Quem mais vai ao cinema são espetadores com “formação superior, grandes empresários, profissionais liberais e residentes na área metropolitana de Lisboa e na Região Autónoma da Madeira”, revela o estudo que indica também que 59% dos que não vão ao cinema, têm “rendimentos abaixo dos 800€ mensais”.
Entre os que não vão ao cinema há 25% dos inquiridos que refere a falta de tempo, outros 22% a falta de interesse, 15% prefere ver na televisão ou outros suportes digitais e 14% considera elevado o preço do bilhete
O estudo revela desde logo que Portugal fica aquém da média europeia quanto ao uso de internet. Os dados apontam que 71% utilizou a internet nos últimos 12 meses, contra a média de 87% alcançada pelos países da União Europeia.
É também destacada uma forte clivagem geracional no uso da rede. Os portugueses com idades entre os 15 e os 24 usam de forma frequente a rede, mas apenas um em cada 4 com mais de 65 anos acedem à internet. O estudo mostra que os desconetados são pessoas “com baixa instrução e baixos rendimentos”, referiu na apresentação o coordenador do estudo José Machado Pais.
Na geração mais nova, o telemóvel é o meio preferencial de acesso à Internet. Os inquiridos passam em média 18 horas por semana na Internet em trabalho ou a estudar e apenas 10 horas semanalmente em lazer. Curiosamente, os homens (61%) passam mais horas ligados do que as mulheres (55%) à net diariamente por lazer.
O inquérito indica que “durante a pandemia, houve uma intensificação das práticas culturais na Internet”, explica Machado Pais. 40% dos jovens com idades entre os 15 e os 24 anos passou a ver mais filmes e séries, 21% a ler mais livros, jornais e revistas online e 16% a ver mais espetáculos de música.
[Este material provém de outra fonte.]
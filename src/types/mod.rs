//! Domain types exposed through the daemon API
//!
//! These serialize straight into the daemon's API JSON: PascalCase keys,
//! RFC 3339 timestamps, enum values in lower case. They are built fresh
//! by the converters in [`crate::convert`] and never mutated afterwards.

pub mod network;
pub mod node;
pub mod secret;
pub mod service;
pub mod swarm;
pub mod task;

pub use network::{
    ConfigReference, Ipam, IpamConfig, IpamOptions, IpamPoolConfig, Network, NetworkAttachment,
    NetworkCreateRequest, NetworkResource, NetworkScope, NetworkSpec,
};
pub use node::{Node, NodeAvailability, NodeRole, NodeSpec, NodeState};
pub use secret::{Config, ConfigSpec, Secret, SecretSpec};
pub use service::{Endpoint, EndpointSpec, Service, ServiceMode, ServiceSpec, TaskSpec};
pub use swarm::{Annotations, Driver, Meta, Version};
pub use task::{Task, TaskState};
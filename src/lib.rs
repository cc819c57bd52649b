//! swarm-convert - swarm control-plane to API conversion
//!
//! Translates objects read from a swarm manager into the daemon's API
//! representation, and API requests back into manager specs:
//!
//! - Timestamp and duration codec with range validation
//! - Version and metadata mapping
//! - Networks, services, nodes, tasks, secrets and configs
//! - Batch conversion with per-object failures
//! - Platform support check for cluster mode
//! - Dump inspection for the `swarm-convert` tool

pub mod convert;
pub mod error;
pub mod inspect;
pub mod system;
pub mod types;
pub mod wire;

pub use error::{ConvertError, Result};
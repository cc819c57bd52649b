//! Task messages

use super::common::{Annotations, Meta, Timestamp};
use super::network::NetworkAttachment;
use super::service::{PortConfig, TaskSpec};
use serde::{Deserialize, Serialize};

/// Task lifecycle state
///
/// Variants are declared in lifecycle order so `Ord` follows progress.
#[derive(Debug, Clone, Copy, Default, PartialEq, Eq, PartialOrd, Ord, Serialize, Deserialize)]
#[serde(rename_all = "SCREAMING_SNAKE_CASE")]
pub enum TaskState {
    #[default]
    New,
    Pending,
    Allocated,
    Assigned,
    Accepted,
    Preparing,
    Ready,
    Starting,
    Running,
    Complete,
    Shutdown,
    Failed,
    Rejected,
    Remove,
    Orphaned,
}

#[derive(Debug, Clone, Default, PartialEq, Eq, Serialize, Deserialize)]
#[serde(default, rename_all = "camelCase")]
pub struct ContainerStatus {
    pub container_id: String,
    pub pid: i32,
    pub exit_code: i32,
}

#[derive(Debug, Clone, Default, PartialEq, Eq, Serialize, Deserialize)]
#[serde(default)]
pub struct PortStatus {
    pub ports: Vec<PortConfig>,
}

#[derive(Debug, Clone, Default, PartialEq, Eq, Serialize, Deserialize)]
#[serde(default, rename_all = "camelCase")]
pub struct TaskStatus {
    pub timestamp: Option<Timestamp>,
    pub state: TaskState,
    pub message: String,
    pub err: String,
    pub container: Option<ContainerStatus>,
    pub port_status: Option<PortStatus>,
}

/// Task object as stored by the manager
#[derive(Debug, Clone, Default, PartialEq, Eq, Serialize, Deserialize)]
#[serde(default, rename_all = "camelCase")]
pub struct Task {
    pub id: String,
    pub meta: Meta,
    pub annotations: Annotations,
    pub spec: TaskSpec,
    pub service_id: String,
    pub slot: u64,
    pub node_id: String,
    pub status: TaskStatus,
    pub desired_state: TaskState,
    pub networks: Vec<NetworkAttachment>,
}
27% dos inquiridos procuram na rede informações precisas como significado de palavras ou factos históricos pelo menos uma vez por semana. O estudo indica também que 35% ouviu música a partir da Internet, 33% leram sites de notícias, 16% fizeram buscas na Wikipédia e outras enciclopédias online e 15% procuraram informação sobre livros, música, cinema e espetáculos.
Para o coordenador do inquérito estes “indicadores sinalizam as potencialidades digitais na participação cultural”.
Há uma “centralidade da televisão” refere o coordenador do inquérito. 90% dos inquiridos diz ver televisão diariamente, ou seja, mais do dobro dos que ouvem rádio que estão nos 40%. A pandemia levou a que 23% dos inquiridos passassem a ver mais televisão e a ouvir um pouco mais de rádio (5%).
Os mais expostos ao ecrã são “os mais idosos e com rendimentos baixos” revela Machado Pais. De acordo com os dados reunidos no estudo, entre os programas mais vistos estão os de “notícias, reportagens (81%), filmes (57%), séries (43%), telenovelas (40%), documentários (36%) e programas desportivos (33%)”.
A rádio é sobretudo escutada “nas deslocações de carro por 66% dos inquiridos”, afirma o coordenador do estudo. Entre os programas mais ouvidos estão os de informação (59%) e os de música do “género popular” (50%). Entre os mais jovens dos 15 aos 24 anos, o telemóvel ou o rádio do carro são a forma preferencial de escuta de rádio.
O inquérito reflete o tempo em que a pandemia era ainda uma miragem e que acesso a espetáculos e outros eventos não estava condicionado. Os dados apontam que os festivais e as festas locais (38%) são os mais frequentados, seguidos por concertos de música ao vivo (24%), o teatro (13%) e o circo (7%).
Menos espetadores têm os concertos de música clássica (6%), ballet ou dança clássica (5%) e ópera (2%). Os dados agora reunidos indicam que este tipo de espetáculos mais eruditos estão normalmente “associados a pessoas com qualificações académicas e rendimentos elevados”, sublinha Machado Pais.
Em contrapartida, as festas locais atraem pessoas com menos habilitações escolares e têm “forte implantação na Região Autónoma dos Açores” destaca o coordenador do estudo. Entre as mais frequentadas estão as festas tradicionais populares (49%), seguidas das festas religiosas (40%) e as de gastronomia (11%).